Among the entries that follow, the required portion opens with the line containing "use std::sync::Arc;" and closes with the line containing "Chosen action: a". Give that portion again exactly, and nothing else.

● **Working data**

══════════════════════════════

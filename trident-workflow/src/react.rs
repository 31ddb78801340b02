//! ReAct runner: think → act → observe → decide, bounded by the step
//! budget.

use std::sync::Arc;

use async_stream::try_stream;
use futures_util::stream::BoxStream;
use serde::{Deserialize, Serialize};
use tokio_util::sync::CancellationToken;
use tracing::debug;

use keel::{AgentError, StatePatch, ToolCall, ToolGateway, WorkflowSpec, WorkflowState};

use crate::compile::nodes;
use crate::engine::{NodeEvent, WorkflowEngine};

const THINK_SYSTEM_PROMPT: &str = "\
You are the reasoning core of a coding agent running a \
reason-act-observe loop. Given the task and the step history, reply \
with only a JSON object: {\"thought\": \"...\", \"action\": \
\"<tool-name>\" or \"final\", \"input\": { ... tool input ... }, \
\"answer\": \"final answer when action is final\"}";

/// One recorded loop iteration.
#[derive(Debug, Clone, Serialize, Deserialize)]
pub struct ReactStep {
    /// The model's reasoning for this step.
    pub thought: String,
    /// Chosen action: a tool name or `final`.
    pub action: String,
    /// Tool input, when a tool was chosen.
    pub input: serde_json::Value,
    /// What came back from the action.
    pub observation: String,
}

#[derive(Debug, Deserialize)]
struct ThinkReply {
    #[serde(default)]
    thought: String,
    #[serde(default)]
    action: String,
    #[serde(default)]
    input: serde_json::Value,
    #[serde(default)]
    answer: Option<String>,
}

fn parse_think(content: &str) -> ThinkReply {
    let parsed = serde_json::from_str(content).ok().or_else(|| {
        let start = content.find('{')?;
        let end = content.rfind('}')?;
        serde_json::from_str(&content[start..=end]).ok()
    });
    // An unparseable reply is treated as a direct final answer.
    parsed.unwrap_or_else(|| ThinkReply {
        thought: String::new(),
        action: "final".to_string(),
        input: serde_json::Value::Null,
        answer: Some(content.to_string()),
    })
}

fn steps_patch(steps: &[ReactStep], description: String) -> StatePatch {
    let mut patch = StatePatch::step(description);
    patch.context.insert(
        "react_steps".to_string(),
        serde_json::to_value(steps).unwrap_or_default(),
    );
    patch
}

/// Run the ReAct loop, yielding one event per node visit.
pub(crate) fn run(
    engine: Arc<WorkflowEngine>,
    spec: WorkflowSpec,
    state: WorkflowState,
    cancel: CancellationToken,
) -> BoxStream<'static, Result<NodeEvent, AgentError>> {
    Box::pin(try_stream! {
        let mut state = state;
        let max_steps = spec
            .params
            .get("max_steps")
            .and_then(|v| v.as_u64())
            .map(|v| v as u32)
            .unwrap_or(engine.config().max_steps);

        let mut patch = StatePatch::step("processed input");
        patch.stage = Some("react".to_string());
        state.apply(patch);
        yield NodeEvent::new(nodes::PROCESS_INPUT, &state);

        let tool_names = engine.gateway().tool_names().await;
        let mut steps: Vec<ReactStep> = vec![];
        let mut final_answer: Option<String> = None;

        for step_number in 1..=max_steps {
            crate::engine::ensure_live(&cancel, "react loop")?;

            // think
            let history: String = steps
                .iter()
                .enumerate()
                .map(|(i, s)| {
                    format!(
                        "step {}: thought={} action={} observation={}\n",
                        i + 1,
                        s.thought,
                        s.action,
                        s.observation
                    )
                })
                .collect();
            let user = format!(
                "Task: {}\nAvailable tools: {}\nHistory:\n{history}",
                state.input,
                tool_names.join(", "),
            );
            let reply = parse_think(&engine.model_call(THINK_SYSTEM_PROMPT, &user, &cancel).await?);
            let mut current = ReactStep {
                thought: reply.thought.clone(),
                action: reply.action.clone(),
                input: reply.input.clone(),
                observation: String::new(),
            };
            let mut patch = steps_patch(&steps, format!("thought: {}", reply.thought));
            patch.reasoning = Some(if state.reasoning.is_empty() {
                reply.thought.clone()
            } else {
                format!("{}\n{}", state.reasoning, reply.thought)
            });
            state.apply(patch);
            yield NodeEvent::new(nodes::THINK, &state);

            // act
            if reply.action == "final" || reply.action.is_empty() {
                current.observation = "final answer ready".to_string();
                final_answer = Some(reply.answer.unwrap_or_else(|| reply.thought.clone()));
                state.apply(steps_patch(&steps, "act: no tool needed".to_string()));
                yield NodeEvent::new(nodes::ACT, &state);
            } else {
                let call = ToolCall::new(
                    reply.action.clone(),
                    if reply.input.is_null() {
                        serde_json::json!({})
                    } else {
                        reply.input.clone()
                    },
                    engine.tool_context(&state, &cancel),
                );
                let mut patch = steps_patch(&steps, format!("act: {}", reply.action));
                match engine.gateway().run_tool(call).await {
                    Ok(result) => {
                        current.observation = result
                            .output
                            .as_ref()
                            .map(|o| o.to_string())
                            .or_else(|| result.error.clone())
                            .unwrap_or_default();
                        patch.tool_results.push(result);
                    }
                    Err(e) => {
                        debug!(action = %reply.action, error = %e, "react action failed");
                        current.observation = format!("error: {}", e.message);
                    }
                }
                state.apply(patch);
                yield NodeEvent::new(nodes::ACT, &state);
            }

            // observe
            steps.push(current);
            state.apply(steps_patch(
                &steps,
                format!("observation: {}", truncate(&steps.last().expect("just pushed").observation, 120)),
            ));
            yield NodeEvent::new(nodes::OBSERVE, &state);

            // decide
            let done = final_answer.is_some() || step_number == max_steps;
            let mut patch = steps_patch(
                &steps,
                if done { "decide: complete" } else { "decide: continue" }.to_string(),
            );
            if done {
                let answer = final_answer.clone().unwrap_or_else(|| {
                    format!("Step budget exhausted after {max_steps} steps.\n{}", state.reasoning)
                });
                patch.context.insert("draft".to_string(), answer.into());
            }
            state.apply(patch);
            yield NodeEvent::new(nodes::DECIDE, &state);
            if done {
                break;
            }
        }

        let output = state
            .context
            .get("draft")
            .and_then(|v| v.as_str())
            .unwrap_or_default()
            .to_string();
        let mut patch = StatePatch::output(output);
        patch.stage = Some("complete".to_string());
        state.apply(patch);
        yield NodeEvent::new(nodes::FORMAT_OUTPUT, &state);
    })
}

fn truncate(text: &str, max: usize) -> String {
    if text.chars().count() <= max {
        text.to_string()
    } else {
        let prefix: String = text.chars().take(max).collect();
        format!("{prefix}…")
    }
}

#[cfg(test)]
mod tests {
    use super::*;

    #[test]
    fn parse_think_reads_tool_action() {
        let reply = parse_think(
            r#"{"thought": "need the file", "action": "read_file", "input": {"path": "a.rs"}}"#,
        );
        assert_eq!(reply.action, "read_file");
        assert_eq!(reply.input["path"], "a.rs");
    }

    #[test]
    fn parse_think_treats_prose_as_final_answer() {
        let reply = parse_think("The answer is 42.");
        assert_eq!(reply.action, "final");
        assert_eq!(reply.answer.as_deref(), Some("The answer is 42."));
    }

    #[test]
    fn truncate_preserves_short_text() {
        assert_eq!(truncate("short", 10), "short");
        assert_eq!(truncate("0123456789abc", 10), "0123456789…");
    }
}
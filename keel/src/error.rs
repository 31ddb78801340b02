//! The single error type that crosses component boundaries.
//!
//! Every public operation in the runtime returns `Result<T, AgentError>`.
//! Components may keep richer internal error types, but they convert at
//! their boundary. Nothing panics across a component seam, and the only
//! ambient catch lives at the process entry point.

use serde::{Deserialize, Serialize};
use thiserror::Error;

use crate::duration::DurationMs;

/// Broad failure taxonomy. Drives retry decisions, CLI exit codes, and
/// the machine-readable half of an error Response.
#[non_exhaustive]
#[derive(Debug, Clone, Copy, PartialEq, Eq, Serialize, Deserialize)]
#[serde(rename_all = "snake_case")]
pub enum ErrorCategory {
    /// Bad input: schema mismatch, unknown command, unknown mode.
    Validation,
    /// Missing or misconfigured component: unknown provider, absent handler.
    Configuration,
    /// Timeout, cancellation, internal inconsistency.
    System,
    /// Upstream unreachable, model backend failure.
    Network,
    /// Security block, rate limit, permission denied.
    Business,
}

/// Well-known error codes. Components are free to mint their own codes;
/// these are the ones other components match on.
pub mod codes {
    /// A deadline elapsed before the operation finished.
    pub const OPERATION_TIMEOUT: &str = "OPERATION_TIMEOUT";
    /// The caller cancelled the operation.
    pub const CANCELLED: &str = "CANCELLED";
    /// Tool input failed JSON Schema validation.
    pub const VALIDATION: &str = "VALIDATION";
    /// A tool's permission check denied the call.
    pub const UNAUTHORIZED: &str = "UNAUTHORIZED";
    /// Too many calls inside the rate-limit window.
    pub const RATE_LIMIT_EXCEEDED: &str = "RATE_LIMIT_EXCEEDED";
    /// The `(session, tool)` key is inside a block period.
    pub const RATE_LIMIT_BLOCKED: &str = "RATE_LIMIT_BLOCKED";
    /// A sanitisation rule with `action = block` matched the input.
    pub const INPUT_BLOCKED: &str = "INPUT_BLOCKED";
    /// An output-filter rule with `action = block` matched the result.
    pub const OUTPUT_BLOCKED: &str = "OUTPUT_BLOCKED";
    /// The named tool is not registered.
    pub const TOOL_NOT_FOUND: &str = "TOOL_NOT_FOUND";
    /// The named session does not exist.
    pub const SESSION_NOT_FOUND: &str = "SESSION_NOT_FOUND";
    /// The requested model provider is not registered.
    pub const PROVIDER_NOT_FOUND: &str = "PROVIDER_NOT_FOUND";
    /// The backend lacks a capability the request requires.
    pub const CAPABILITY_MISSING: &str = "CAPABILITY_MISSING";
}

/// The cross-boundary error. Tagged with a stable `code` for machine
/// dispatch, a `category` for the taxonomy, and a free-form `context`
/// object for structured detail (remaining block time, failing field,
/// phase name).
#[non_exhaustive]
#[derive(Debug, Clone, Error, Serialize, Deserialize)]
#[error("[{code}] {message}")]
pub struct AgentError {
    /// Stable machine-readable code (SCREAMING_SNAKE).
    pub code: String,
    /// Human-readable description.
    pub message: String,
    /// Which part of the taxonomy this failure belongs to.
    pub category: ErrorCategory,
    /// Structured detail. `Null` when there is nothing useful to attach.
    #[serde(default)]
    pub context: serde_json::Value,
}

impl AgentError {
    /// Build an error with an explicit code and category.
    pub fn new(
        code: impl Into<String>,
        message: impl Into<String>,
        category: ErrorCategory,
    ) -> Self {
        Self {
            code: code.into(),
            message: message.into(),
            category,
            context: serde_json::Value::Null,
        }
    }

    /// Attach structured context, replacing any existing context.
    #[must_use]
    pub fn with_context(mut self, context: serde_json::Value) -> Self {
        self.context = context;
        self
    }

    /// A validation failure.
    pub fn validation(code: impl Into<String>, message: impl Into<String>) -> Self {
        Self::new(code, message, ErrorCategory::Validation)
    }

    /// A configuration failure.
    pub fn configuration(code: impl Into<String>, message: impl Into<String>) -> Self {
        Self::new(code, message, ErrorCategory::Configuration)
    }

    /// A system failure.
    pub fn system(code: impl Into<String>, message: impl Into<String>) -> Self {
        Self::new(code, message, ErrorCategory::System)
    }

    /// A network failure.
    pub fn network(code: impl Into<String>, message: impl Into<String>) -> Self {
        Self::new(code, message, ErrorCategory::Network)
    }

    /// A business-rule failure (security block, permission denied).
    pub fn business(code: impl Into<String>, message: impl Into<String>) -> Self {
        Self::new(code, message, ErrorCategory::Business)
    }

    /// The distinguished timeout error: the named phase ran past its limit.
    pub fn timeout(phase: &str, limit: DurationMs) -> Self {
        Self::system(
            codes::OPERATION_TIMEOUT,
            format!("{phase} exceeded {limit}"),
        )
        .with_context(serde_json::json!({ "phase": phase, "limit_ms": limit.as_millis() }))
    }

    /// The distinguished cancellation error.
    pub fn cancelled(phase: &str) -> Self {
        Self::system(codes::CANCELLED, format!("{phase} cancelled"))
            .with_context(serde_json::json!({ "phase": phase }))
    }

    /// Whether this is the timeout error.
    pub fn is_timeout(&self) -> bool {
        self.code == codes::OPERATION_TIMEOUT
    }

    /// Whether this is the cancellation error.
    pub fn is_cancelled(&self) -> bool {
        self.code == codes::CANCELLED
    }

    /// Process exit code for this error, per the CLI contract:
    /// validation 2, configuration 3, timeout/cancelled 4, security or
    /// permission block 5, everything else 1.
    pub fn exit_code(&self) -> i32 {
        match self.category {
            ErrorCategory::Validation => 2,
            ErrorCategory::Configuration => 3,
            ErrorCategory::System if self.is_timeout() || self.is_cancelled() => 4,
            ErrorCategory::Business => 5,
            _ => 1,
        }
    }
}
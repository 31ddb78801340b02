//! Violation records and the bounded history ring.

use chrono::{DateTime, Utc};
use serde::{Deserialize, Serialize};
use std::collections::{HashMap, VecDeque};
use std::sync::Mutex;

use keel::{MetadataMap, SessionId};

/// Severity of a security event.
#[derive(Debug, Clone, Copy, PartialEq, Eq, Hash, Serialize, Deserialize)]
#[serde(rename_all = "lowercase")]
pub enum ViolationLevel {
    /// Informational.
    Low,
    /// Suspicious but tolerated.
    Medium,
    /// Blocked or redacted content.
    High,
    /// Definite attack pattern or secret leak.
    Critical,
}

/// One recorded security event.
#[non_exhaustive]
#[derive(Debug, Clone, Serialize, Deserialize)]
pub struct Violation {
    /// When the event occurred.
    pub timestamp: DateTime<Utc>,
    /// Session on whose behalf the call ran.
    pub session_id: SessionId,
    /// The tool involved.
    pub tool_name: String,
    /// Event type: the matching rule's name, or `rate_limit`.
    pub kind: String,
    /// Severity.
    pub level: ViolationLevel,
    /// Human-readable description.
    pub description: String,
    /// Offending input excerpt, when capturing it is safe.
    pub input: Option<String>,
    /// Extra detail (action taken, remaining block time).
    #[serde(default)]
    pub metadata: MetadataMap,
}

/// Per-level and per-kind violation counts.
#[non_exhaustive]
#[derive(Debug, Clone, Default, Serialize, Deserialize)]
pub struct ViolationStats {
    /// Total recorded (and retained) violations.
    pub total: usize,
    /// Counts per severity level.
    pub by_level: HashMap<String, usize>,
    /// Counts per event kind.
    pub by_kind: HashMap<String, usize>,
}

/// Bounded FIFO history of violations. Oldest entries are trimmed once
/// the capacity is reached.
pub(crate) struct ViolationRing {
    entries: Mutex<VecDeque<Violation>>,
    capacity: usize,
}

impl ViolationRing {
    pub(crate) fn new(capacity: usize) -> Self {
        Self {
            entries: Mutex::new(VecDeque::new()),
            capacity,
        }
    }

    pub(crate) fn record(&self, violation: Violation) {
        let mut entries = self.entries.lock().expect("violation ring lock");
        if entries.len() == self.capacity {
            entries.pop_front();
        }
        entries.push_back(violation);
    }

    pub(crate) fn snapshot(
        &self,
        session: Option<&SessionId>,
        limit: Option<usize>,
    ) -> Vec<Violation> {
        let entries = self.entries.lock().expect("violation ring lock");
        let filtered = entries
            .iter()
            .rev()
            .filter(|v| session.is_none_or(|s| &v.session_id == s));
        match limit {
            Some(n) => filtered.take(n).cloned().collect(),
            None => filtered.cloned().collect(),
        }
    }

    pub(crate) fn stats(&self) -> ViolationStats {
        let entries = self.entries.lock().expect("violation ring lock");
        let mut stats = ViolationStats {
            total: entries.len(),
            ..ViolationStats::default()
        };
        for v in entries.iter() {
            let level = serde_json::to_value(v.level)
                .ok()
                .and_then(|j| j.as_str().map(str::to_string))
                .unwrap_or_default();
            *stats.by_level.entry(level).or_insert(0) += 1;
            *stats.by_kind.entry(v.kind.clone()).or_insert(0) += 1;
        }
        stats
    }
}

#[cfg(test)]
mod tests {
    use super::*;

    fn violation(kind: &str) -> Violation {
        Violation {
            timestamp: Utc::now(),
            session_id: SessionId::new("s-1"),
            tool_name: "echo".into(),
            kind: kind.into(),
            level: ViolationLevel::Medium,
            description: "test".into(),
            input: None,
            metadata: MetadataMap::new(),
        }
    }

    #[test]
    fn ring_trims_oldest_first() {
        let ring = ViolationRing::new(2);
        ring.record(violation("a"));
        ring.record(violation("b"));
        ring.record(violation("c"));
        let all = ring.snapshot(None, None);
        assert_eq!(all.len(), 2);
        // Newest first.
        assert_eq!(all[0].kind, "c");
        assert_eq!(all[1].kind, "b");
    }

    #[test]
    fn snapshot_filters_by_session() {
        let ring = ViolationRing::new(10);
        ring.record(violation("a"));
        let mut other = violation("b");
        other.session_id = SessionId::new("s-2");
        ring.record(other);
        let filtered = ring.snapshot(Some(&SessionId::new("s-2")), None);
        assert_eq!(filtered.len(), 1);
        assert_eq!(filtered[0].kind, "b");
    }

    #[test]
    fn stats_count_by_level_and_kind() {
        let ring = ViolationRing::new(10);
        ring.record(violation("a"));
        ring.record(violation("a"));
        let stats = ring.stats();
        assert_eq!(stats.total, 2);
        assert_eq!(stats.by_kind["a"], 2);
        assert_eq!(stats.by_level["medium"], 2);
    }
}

══════════════════════════════

● **Finished exercise**
use std::sync::Arc;

use async_stream::try_stream;
use futures_util::stream::BoxStream;
use serde::{Deserialize, Serialize};
use tokio_util::sync::CancellationToken;
use tracing::debug;

use keel::{AgentError, StatePatch, ToolCall, ToolGateway, WorkflowSpec, WorkflowState};

use crate::compile::nodes;
use crate::engine::{NodeEvent, WorkflowEngine};

const THINK_SYSTEM_PROMPT: &str = "\
You are the reasoning core of a coding agent running a \
reason-act-observe loop. Given the task and the step history, reply \
with only a JSON object: {\"thought\": \"...\", \"action\": \
\"<tool-name>\" or \"final\", \"input\": { ... tool input ... }, \
\"answer\": \"final answer when action is final\"}";

/// One recorded loop iteration.
#[derive(Debug, Clone, Serialize, Deserialize)]
pub struct ReactStep {
    /// The model's reasoning for this step.
    pub thought: String,
    /// Chosen action: a tool name or `final`.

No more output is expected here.